16. Interview Answers
Q1: 如何向高管解释 VC wallet 的价值和边界?
30 秒:
价值是减少重复证明收集, 让客户通过钱包选择性展示由可信 issuer 签发的 claims。边界是签名有效不等于业务可接受, 钱包连接不等于身份核验, AI 推断不等于 verified claim。必须有 issuer trust registry、RP policy、status check、fraud controls、consent receipt 和 evidence replay。
Q2: VC 是否需要 blockchain?
30 秒:
不需要。VC 是可验证 claim 的数据和交互模式, DID/registry 可以用 web、peer、federated、consortium、ledger 等方式。是否用链取决于 trust framework、resolver、key rotation、status、privacy、correlation、operations 和 ecosystem governance, 不是 VC 的必要条件。
Q3: AI 在 credential verification 中应该扮演什么角色?
30 秒:
AI 不应做 cryptographic verification 或最终身份结论。验证要由确定性的 verifier service 完成, RP policy engine 决定是否接受。AI 适合做缺口解释、申请预填、证据总结、不一致提示和人工复核辅助, 并且只能使用 source-linked facts。
Q4: 如何控制 AI-inferred attributes?
30 秒:
把 inferred attributes 做成独立 data class, 带 source、model、uncertainty、allowed uses 和 prohibited uses。年龄、身份、企业角色、资格、KYC/KYB 不能用模型推断替代 verified claims。高影响用途必须走 policy approval and human review。
Q5: Wallet-based KYC/KYB 如何落地?
30 秒:
先定义产品和司法辖区下的 claim requirements, 再定义 accepted issuers、assurance、freshness、status、fallback 和 evidence。

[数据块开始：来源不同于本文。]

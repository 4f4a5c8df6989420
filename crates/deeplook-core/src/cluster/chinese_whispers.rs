//! Chinese Whispers graph clustering.
//!
//! Builds an unweighted graph linking items within `epsilon`, gives every
//! node its own label and repeatedly lets each node adopt the label most
//! common among its neighbours. Visitation order is shuffled per pass from a
//! seeded RNG so a given seed always yields the same grouping.

use std::collections::BTreeMap;

use rand::rngs::StdRng;
use rand::seq::SliceRandom;
use rand::SeedableRng;

use super::{group_by_label, ClusterAlgorithm};

#[derive(Debug, Clone, Copy, PartialEq)]
pub struct ChineseWhispers {
    pub epsilon: f64,
    pub iterations: usize,
    pub seed: u64,
}

impl ChineseWhispers {
    pub fn new(epsilon: f64, iterations: usize, seed: u64) -> Self {
        Self {
            epsilon,
            iterations,
            seed,
        }
    }
}

/// Label with the most votes; ties go to the lowest label.
fn majority_label(neighbours: &[usize], labels: &[usize]) -> Option<usize> {
    let mut votes: BTreeMap<usize, usize> = BTreeMap::new();
    for &n in neighbours {
        *votes.entry(labels[n]).or_default() += 1;
    }
    let mut best: Option<(usize, usize)> = None;
    for (label, count) in votes {
        if best.map_or(true, |(_, c)| count > c) {
            best = Some((label, count));
        }
    }
    best.map(|(label, _)| label)
}

impl ClusterAlgorithm for ChineseWhispers {
    fn cluster(&self, len: usize, distance: &dyn Fn(usize, usize) -> f64) -> Vec<Vec<usize>> {
        let adjacency: Vec<Vec<usize>> = (0..len)
            .map(|i| {
                (0..len)
                    .filter(|&j| j != i && distance(i, j) <= self.epsilon)
                    .collect()
            })
            .collect();

        let mut labels: Vec<usize> = (0..len).collect();
        let mut order: Vec<usize> = (0..len).collect();
        let mut rng = StdRng::seed_from_u64(self.seed);

        for pass in 0..self.iterations {
            order.shuffle(&mut rng);
            let mut changed = false;
            for &node in &order {
                // Isolated nodes keep their own label.
                if let Some(label) = majority_label(&adjacency[node], &labels) {
                    if label != labels[node] {
                        labels[node] = label;
                        changed = true;
                    }
                }
            }
            if !changed {
                tracing::trace!(passes = pass + 1, "chinese whispers converged");
                break;
            }
        }

        group_by_label(&labels)
    }
}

Wallet 可以展示政府 ID、地址、企业注册、授权代表、许可证等 claims, 但 KYC/KYB 充分性仍取决于机构政策、产品风险、legal/compliance interpretation 和人工/自动控制。
17. Practical Templates
17.1 Use Case Boundary Card
Use case:
Product:
Customer / business segment:
Jurisdiction / policy scope:
Channel:
AI role:
Decision impact:
Required claims:
Accepted issuers:
Minimum assurance:
Authentication context:
Fraud risks:
Fallback path:
Human review triggers:
Evidence requirements:
Owner / risk owner:
17.2 Issuer Trust Registry Entry
| Field | Example |
|---|---|
| issuer_id | did:web:issuer.example.gov |
| issuer_name | Example Government ID Authority |
| accepted_claim_types | age-over-X, residency jurisdiction |
| accepted_products | retail onboarding, age-gated feature |
| assurance_mapping | mapped to internal proofing policy |
| status_endpoint | status list or issuer status API |
| key_rotation_process | published and monitored |
| incident_contact | issuer operations contact |
| review_cadence | quarterly or event-driven |
| restrictions | not accepted for income or business ownership |
17.3 RP Policy Rule
Rule ID:
Business purpose:
Required claim:
Accepted issuers:
Minimum assurance:
Credential formats:
Status required:
Freshness window:
Holder binding:
Authentication context:
Fraud thresholds:
AI inputs allowed:
AI inputs prohibited:
Manual review trigger:
Customer-facing reason:
Evidence fields:
17.4 Agent Delegation Record
Agent ID:
Human subject:
Workflow run:
Relying party:
Purpose:
Requested claims:
Approved disclosure:
Action hash:
Authentication event:
Expiration:
Revocation route:
Tool scopes:
Human review requirement:
Evidence references:
17.5 Complaint RCA Template
Complaint ID:
Customer-stated issue:
Credential presentation ID:
Consent receipt ID:
Verification result:
Status result:
RP policy decision:
AI run ID:
AI input classes:
Human decision:
Customer final message:
Alleged harm:
Root cause:
Remediation:
CAPA owner:
Closure evidence:
18. Final Operating Principle
这套 playbook 的成熟度可以用一个问题检验:
When an AI-enabled financial product asks a customer or business to use a digital identity wallet,
can the institution prove it requested the minimum claims,
accepted only governed issuers,
verified credential status and holder binding,
kept AI inferences separate,
used passkeys/authentication signals appropriately,
handled fraud and exceptions,
preserved consent and privacy,
and replayed the evidence behind the final decision?
如果答案不清楚, 不是缺一个 wallet SDK。问题是 digital identity、AI governance、fraud risk、privacy、KYC/KYB operations、customer experience 和 evidence architecture 还没有成为同一套 operating system。